The change in weather has followed an extended dry spell through November and December which had made people rule out snow this year – at least in the plains.
But the snowfall has hardly helped bring the tourists back. At 8,960 feet, Gulmarg, Kashmir’s wonderland of snow, has fewer tourists to serve. According to the tourism department, the occupancy of the hotels in the famous hill resort has steeply fallen, a rarity in this season. The place has also the world’s highest golf course which makes it a premier tourist and sporting destination even in summer.
The absence of the tourists in the winter is put down to the still unfolding fallout of the six months of the unrest last year which witnessed killings of 96 people and several hundred blindings.
However, the hoteliers are still upbeat, so is the tourism department. “Snowfall is a boon for the tourism. It will help bring tourists back,” the Deputy Director Tourism Department Peerzada Zahoor told Naradanews. “We hope to receive more tourists as flights to Valley restore”.

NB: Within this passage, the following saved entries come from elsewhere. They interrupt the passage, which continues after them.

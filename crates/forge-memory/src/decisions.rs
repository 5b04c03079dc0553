// SPDX-FileCopyrightText: 2026 Session Forge Contributors
// SPDX-License-Identifier: MIT OR Apache-2.0

//! Architectural decision log, capped at the last 200.

use std::path::PathBuf;

use chrono::{DateTime, Utc};
use forge_core::{ForgeError, format_timestamp};
use forge_storage::{CollectionStore, Deletion, ViewItem};

use crate::types::{DecisionEntry, DecisionsData};

/// Fields a caller supplies for a new decision.
#[derive(Debug, Clone, Default)]
pub struct NewDecision {
    pub choice: String,
    pub alternatives: Vec<String>,
    pub reasoning: String,
    pub outcome: Option<String>,
    pub project: Option<String>,
    pub tags: Vec<String>,
}

#[derive(Debug, Clone)]
pub struct Decisions {
    store: CollectionStore<DecisionsData>,
}

impl Decisions {
    pub fn new(path: impl Into<PathBuf>) -> Self {
        Self {
            store: CollectionStore::new(path),
        }
    }

    pub fn store(&self) -> &CollectionStore<DecisionsData> {
        &self.store
    }

    pub fn record(&self, new: NewDecision, now: DateTime<Utc>) -> Result<DecisionEntry, ForgeError> {
        let entry = DecisionEntry {
            timestamp: format_timestamp(now),
            choice: new.choice,
            alternatives: new.alternatives,
            reasoning: new.reasoning,
            outcome: new.outcome,
            project: new.project,
            tags: new.tags,
        };
        self.store.append(entry.clone())?;
        Ok(entry)
    }

    pub fn search(&self, query: &str, limit: usize) -> Vec<DecisionEntry> {
        self.store.search(query, limit)
    }

    pub fn list(&self, query: Option<&str>, limit: usize) -> Vec<ViewItem> {
        self.store.list(query, limit)
    }

    pub fn delete(&self, index: usize, query: Option<&str>) -> Result<Deletion<DecisionEntry>, ForgeError> {
        self.store.delete_at(index, query)
    }
}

Tourism department is also organizing a 15-day long‘snow carnival’ - from January 21 to February 5. The department has set up a 'night bazaar' and cultural shows as part of the carnival. Besides, the carnival has ice hockey, snowboarding, snow sledging, snowball fight competition and painting competitions.
“We are getting high-spending tourists, both domestic and foreign, who can fly to Kashmir and have the means to brave the Valley’s harsh winter,” says Zahoor adding that the snow in Kashmir is important for its novelty for the ninety-nine percent of more than a billion Indians. “With increasing rail and air link with the mainland India, Kashmir will once again become a winter tourism hub”.
However, for the local people, while the snowfall brings with it many hardships, it is also a time for celebration. The heavy snow this winter has brought back the memory of the forgotten old winters when raconteurs would narrate the fairy tales through the night.
A staple winter’s tale would be about Heemal and Nagrai, Kashmir ’s own mythical star-crossed lovers, Gul Raze, a Kashmiri epic of love or about the Valley’s own variant of witches and ghosts lurking along dark snow covered streets. In fact, Kashmir has a tradition of folk tales going back nine hundred years when Kathasaritasagar (ocean of tales) was composed by Somadev.
Besides, people, especially children also make snowmen which has now become famous as the snow art. This year state Government also announced the award of Rs one lakh for the best snow art.
"We want to see the creative side of the students. There are many students who are extremely good at making things out of snow, which is available in abundance. So we want to the students," said the Director of School Education Department, Kashmir Ajaz Ahmad Bhat. "The entries will be judged on the basis of the concept, design, creativity, originality, social message etc".